Carbidopa/Levodopa Controlled Release Tablets

Carbidopa/levodopa controlled release (CR) tablets provide a sustained release formulation. It has a bioavailability of 70% to 75% relative to that of IR formulations, with a time to peak of 1.5 to 2 hours.^5,7 Because the time to reach maximal concentration is delayed, some patients may concomitantly take an IR formulation with the first morning dose. The CR tablets utilize a polymeric based drug delivery system that is designed to release carbidopa/levodopa over 4 to 6 hours allowing for 3 times-per-day dosing. However, CR is less systemically bioavailable than IR formulations and may require higher daily doses in some patients to achieve the same level of symptomatic relief. As such, levodopa doses > 800 mg may be divided every 4 to 8 hours during the waking hours. In clinical trials, the CR formulation provided the same therapeutic benefit as the IR formulation; however, with less frequent dosing when compared to IR. Pharmacists should advise patients not to crush, chew, or cut the CR formulation as this may result in carbidopa/levodopa being released too fast.

Carbidopa/Levodopa Extended-Release Capsules

Carbidopa/levodopa extended release (ER) formulations have a bioavailability of 70% relative to that of IR formulations with an initial peak at 1 hour.⁸ The ER formulation allows for an extended duration of action due to its unique formulation of time release beads. Each capsule consists of one-third of IR carbidopa/levodopa beads, which allows it to start working immediately, while the other two-thirds consists of ER carbidopa/levodopa beads, which, when coupled with the IR beads, allows it to maintain serum levels for up to 5 hours. In addition to IR/ER beads, each capsule also contains an excipient containing tartaric acid. This is intended to provide an acidic environment to enhance levodopa absorption.6Because of its duration of action, ER formulations can be initiated at 3 times a day and titrated to a maximum of 5 times a day.⁸

ER formulations are not interchangeable with other carbidopa/levodopa formulations due to variations in dosages and pharmacokinetics. The prescribing information should be consulted when converting to the ER product. For patients who have difficulty swallowing, the capsule may be opened, and the contents of both halves sprinkled into applesauce and consumed immediately.

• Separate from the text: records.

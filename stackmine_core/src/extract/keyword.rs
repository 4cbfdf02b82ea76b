use async_trait::async_trait;
use serde::{Deserialize, Serialize};

use super::ItemExtractor;
use crate::item::{Document, Item, ItemSet};

/// Technologies recognized by the keyword extractor.
pub const DEFAULT_HINTS: &[&str] = &[
    "python", "java", "node.js", "node", "javascript", "typescript", "react", "vue", "angular",
    "svelte", "next.js", "nuxt", "django", "flask", "fastapi", "spring", "spring boot", "kotlin",
    "swift", "go", "golang", "rust", "dotnet", "c#", "c++", "docker", "kubernetes", "helm",
    "terraform", "ansible", "aws", "azure", "gcp", "linux", "postgres", "mysql", "mongodb",
    "redis", "rabbitmq", "kafka", "elasticsearch", "clickhouse", "spark", "hadoop", "airflow",
    "dbt", "supabase", "firebase", "tailwind", "bootstrap", "storybook", "vitest", "jest",
    "pytest", "cypress", "playwright",
];

const TOKEN_TRIM: &[char] = &['.', ',', ':', ';', '(', ')', '[', ']', '{', '}', '!', '"', '\''];

/// How a hint has to appear in the text to count.
#[derive(Debug, Clone, Copy, PartialEq, Eq, Default, Serialize, Deserialize)]
#[serde(rename_all = "lowercase")]
pub enum MatchMode {
    /// Anywhere in the lowercased text, even inside a longer word.
    #[default]
    Substring,
    /// As whole whitespace-separated tokens, with surrounding punctuation
    /// stripped. Multi-word hints must appear as consecutive tokens.
    Token,
}

/// Deterministic extractor matching a fixed list of hints.
#[derive(Debug, Clone)]
pub struct KeywordExtractor {
    hints: Vec<Item>,
    mode: MatchMode,
}

impl KeywordExtractor {
    #[must_use]
    pub fn new() -> Self {
        Self::with_hints(DEFAULT_HINTS.iter().copied())
    }

    pub fn with_hints<I, S>(hints: I) -> Self
    where
        I: IntoIterator<Item = S>,
        S: AsRef<str>,
    {
        Self {
            hints: hints
                .into_iter()
                .filter_map(|hint| Item::parse(hint.as_ref()))
                .collect(),
            mode: MatchMode::default(),
        }
    }

    #[must_use]
    pub const fn with_mode(mut self, mode: MatchMode) -> Self {
        self.mode = mode;
        self
    }

    /// Match hints against raw text.
    #[must_use]
    pub fn extract_text(&self, text: &str) -> ItemSet {
        let lowered = text.to_lowercase();
        match self.mode {
            MatchMode::Substring => self
                .hints
                .iter()
                .filter(|hint| lowered.contains(hint.as_str()))
                .cloned()
                .collect(),
            MatchMode::Token => {
                let tokens: Vec<&str> = lowered
                    .split_whitespace()
                    .map(|w| w.trim_matches(TOKEN_TRIM))
                    .filter(|w| !w.is_empty())
                    .collect();
                // Padded so " spring boot " only matches whole tokens.
                let joined = format!(" {} ", tokens.join(" "));
                self.hints
                    .iter()
                    .filter(|hint| joined.contains(&format!(" {hint} ")))
                    .cloned()
                    .collect()
            }
        }
    }
}

impl Default for KeywordExtractor {
    fn default() -> Self {
        Self::new()
    }
}

#[async_trait]
impl ItemExtractor for KeywordExtractor {
    async fn extract(&self, document: &Document) -> ItemSet {
        self.extract_text(&document.text())
    }

    fn name(&self) -> &'static str {
        "keyword"
    }
}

Carbidopa/Levodopa Continuous Enteral Solution

Enteral carbidopa/levodopa bypasses the stomach to allow for continuous administration over 16 hours directly into the small intestine.⁹ It is administered via a specialty pump into the jejunum through a percutaneous endoscopic gastrostomy (PEG-J). For temporary administration prior to PEG-J tube placement, treatment may be initiated via a naso-jejunal tube. Continuous infusion provides steady pharmacokinetics, increased efficacy, and fewer oral doses throughout the day. Prior to initiating enteral therapy, all carbidopa/levodopa forms should be converted to the IR formulation to facilitate conversion. Conversely, if a patient receiving enteral carbidopa/levodopa is admitted to the hospital and does not have access to it for inpatient use, a neurologist should be consulted to temporarily switch to an IR formulation. Communication with the outpatient neurologist prior to discharge is also warranted to facilitate transition of care.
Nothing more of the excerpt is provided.